Renewable energy is another highly publicised plan brought forth from government to begin addressing loadshedding. The Just Energy Transition will see South Africa steadily wean itself off of carbon-heavy energy sources and begin using renewable sources. It will cost the country R1.5 trillion to fulfil.

This plan is one being urged for by the global north, despite African producing much less carbon emissions than western developed countries like France, Germany and the UK. It is a plan that is also being funded by these countries.

In November, the UK pledged billions of dollars in grant funding and technical assistance to South Africa as part of the Just Energy Transition project. This assistance will see South Africa looking into new energy technologies like Green Hydrogen and Green Ammonia. The latter specifically through private UK companies like Globeleq.

Moving into green, renewable energy was part of President Cyril Ramaphosa’s many-phase plan to end loadshedding. One he outlined during a state of the nation address in July. The government has seemingly made moves into parts of the plan, like purchasing power from other African nations, working towards renewable energy and even increasing the amount of private energy that can be added to the grid.

Why is loadshedding getting worse?

The short answer is that the South African government moved too little and too late. Most of the initiatives started by the government only came about this year, as loadshedding began earnestly crippling the economy.

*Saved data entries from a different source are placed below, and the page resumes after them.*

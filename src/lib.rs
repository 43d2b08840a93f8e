/*!
 * CPU Scheduling Simulator Library
 * Dispatch policies, the discrete-tick simulator and its reporting
 */

pub mod config;
pub mod core;
pub mod monitoring;
pub mod process;
pub mod report;
pub mod scheduler;
pub mod simulator;
pub mod workload;

// Re-exports
pub use config::{Overrides, SimConfig};
pub use crate::core::errors::{ConfigError, SimError, SimResult, WorkloadError};
pub use crate::core::types::{Pid, Priority, Tick};
pub use monitoring::init_tracing;
pub use process::{Process, ProcessState, ProcessTable};
pub use scheduler::{Algorithm, AlgorithmKind, Scheduler, TimeQuantum};
pub use simulator::{
    CompletionRecord, EventKind, SimulationStats, Simulator, Timeline, TimelineEvent,
};
pub use workload::{GeneratorParams, ProcessSpec, Workload};
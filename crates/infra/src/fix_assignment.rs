use std::collections::HashMap;
use std::sync::RwLock;

use stockyard_core::LocationId;
use stockyard_location::{FixAssignment, FixAssignmentLookup, TransferError, TransferResult};

/// Fixed item assignments, keyed by location in insertion order.
#[derive(Debug, Default)]
pub struct InMemoryFixAssignments {
    assignments: RwLock<HashMap<LocationId, Vec<FixAssignment>>>,
}

impl InMemoryFixAssignments {
    pub fn new() -> Self {
        Self::default()
    }

    pub fn assign(&self, assignment: FixAssignment) -> TransferResult<()> {
        let mut assignments = self
            .assignments
            .write()
            .map_err(|_| TransferError::Store("lock poisoned".to_string()))?;
        assignments
            .entry(assignment.location)
            .or_default()
            .push(assignment);
        Ok(())
    }

    /// Drop every assignment of `location`.
    pub fn release(&self, location: LocationId) -> TransferResult<()> {
        let mut assignments = self
            .assignments
            .write()
            .map_err(|_| TransferError::Store("lock poisoned".to_string()))?;
        assignments.remove(&location);
        Ok(())
    }
}

impl FixAssignmentLookup for InMemoryFixAssignments {
    fn first_assignment(&self, location: LocationId) -> TransferResult<Option<FixAssignment>> {
        let assignments = self
            .assignments
            .read()
            .map_err(|_| TransferError::Store("lock poisoned".to_string()))?;
        Ok(assignments
            .get(&location)
            .and_then(|list| list.first())
            .cloned())
    }
}
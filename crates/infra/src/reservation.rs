//! Per-location capacity reservations.

use std::collections::{BTreeSet, HashMap};
use std::sync::atomic::{AtomicU64, Ordering};
use std::sync::{Arc, Mutex, MutexGuard};

use stockyard_core::{LocationId, UnitLoadId};
use stockyard_location::{ReservationManager, TransferError, TransferResult};

type Slot = Arc<Mutex<BTreeSet<UnitLoadId>>>;

/// In-memory reservation manager.
///
/// Each location owns its own lock, so changes at one location are
/// serialized while different locations proceed independently. Locations are
/// unlimited unless [`InMemoryReservationManager::limit_capacity`] says otherwise.
#[derive(Debug, Default)]
pub struct InMemoryReservationManager {
    slots: Mutex<HashMap<LocationId, Slot>>,
    capacities: Mutex<HashMap<LocationId, usize>>,
    allocations: AtomicU64,
    deallocations: AtomicU64,
}

fn poisoned() -> TransferError {
    TransferError::Reservation("lock poisoned".to_string())
}

impl InMemoryReservationManager {
    pub fn new() -> Self {
        Self::default()
    }

    fn slot(&self, location: LocationId) -> TransferResult<Slot> {
        let mut slots = self.slots.lock().map_err(|_| poisoned())?;
        Ok(slots.entry(location).or_default().clone())
    }

    fn lock(slot: &Slot) -> TransferResult<MutexGuard<'_, BTreeSet<UnitLoadId>>> {
        slot.lock().map_err(|_| poisoned())
    }

    /// Allow at most `capacity` reservations at `location`.
    pub fn limit_capacity(&self, location: LocationId, capacity: usize) -> TransferResult<()> {
        self.capacities
            .lock()
            .map_err(|_| poisoned())?
            .insert(location, capacity);
        Ok(())
    }

    fn capacity(&self, location: LocationId) -> TransferResult<Option<usize>> {
        Ok(self
            .capacities
            .lock()
            .map_err(|_| poisoned())?
            .get(&location)
            .copied())
    }

    /// Unit loads currently holding a reservation at `location`.
    pub fn reserved_at(&self, location: LocationId) -> TransferResult<Vec<UnitLoadId>> {
        let slot = self.slot(location)?;
        let reserved = Self::lock(&slot)?;
        Ok(reserved.iter().copied().collect())
    }

    pub fn total_reserved(&self) -> TransferResult<usize> {
        let slots: Vec<Slot> = self
            .slots
            .lock()
            .map_err(|_| poisoned())?
            .values()
            .cloned()
            .collect();
        let mut total = 0;
        for slot in &slots {
            total += Self::lock(slot)?.len();
        }
        Ok(total)
    }

    /// Number of `allocate` calls received so far.
    pub fn allocation_calls(&self) -> u64 {
        self.allocations.load(Ordering::Relaxed)
    }

    /// Number of `deallocate` calls received so far.
    pub fn deallocation_calls(&self) -> u64 {
        self.deallocations.load(Ordering::Relaxed)
    }
}

impl ReservationManager for InMemoryReservationManager {
    fn allocate(&self, location: LocationId, unit_load: UnitLoadId) -> TransferResult<bool> {
        self.allocations.fetch_add(1, Ordering::Relaxed);
        let capacity = self.capacity(location)?;
        let slot = self.slot(location)?;
        let mut reserved = Self::lock(&slot)?;
        if reserved.contains(&unit_load) {
            tracing::debug!(%location, %unit_load, "reservation already held");
            return Ok(false);
        }
        if capacity.is_some_and(|capacity| reserved.len() >= capacity) {
            return Err(TransferError::Reservation(format!(
                "capacity exhausted at location {location}"
            )));
        }
        reserved.insert(unit_load);
        Ok(true)
    }

    fn deallocate(&self, location: LocationId, unit_load: UnitLoadId) -> TransferResult<bool> {
        self.deallocations.fetch_add(1, Ordering::Relaxed);
        let slot = self.slot(location)?;
        let released = Self::lock(&slot)?.remove(&unit_load);
        if !released {
            tracing::debug!(%location, %unit_load, "no reservation to release");
        }
        Ok(released)
    }

    fn deallocate_complete(&self, location: LocationId) -> TransferResult<Vec<UnitLoadId>> {
        let slot = self.slot(location)?;
        let mut reserved = Self::lock(&slot)?;
        if !reserved.is_empty() {
            tracing::debug!(%location, released = reserved.len(), "location emptied");
        }
        Ok(std::mem::take(&mut *reserved).into_iter().collect())
    }
}
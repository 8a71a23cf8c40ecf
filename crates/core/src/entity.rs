//! Identity of persisted warehouse records.

/// A record with a stable identity.
///
/// Storage locations and unit loads are looked up, versioned and compared by
/// id; their attributes change with every transfer.
pub trait Entity {
    type Id: Copy + Eq + core::hash::Hash + core::fmt::Debug;

    fn id(&self) -> Self::Id;
}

Initiatives into renewables will only be generating power in the next few years. For example, South Africa’s Redstone Concentrated Solar plant will only be complete by 2024. But then, it is only expected to add 100MW of energy to the grid.

A far cry from the over 16 000MW the country is without when Eskom announces Stage 6 loadshedding.

Other costly renewable energy initiatives like the repurposing of the Komati power station, amounting to nearly half a billion Rand, will only see, at most, 370MW of electricity added through solar, wind and storage battery energy. This is part of a wider plan to repurpose Eskom’s oldest power stations into renewable energy generators by 2030.

South Africa will need 160 more Redstone Solar plants to end loadshedding, or 42 more repurposed Komati stations. And billions upon billions of Rands.

At the rate the country is going to end loadshedding, we will be lucky to be rid of rotating power cuts within the next two decades.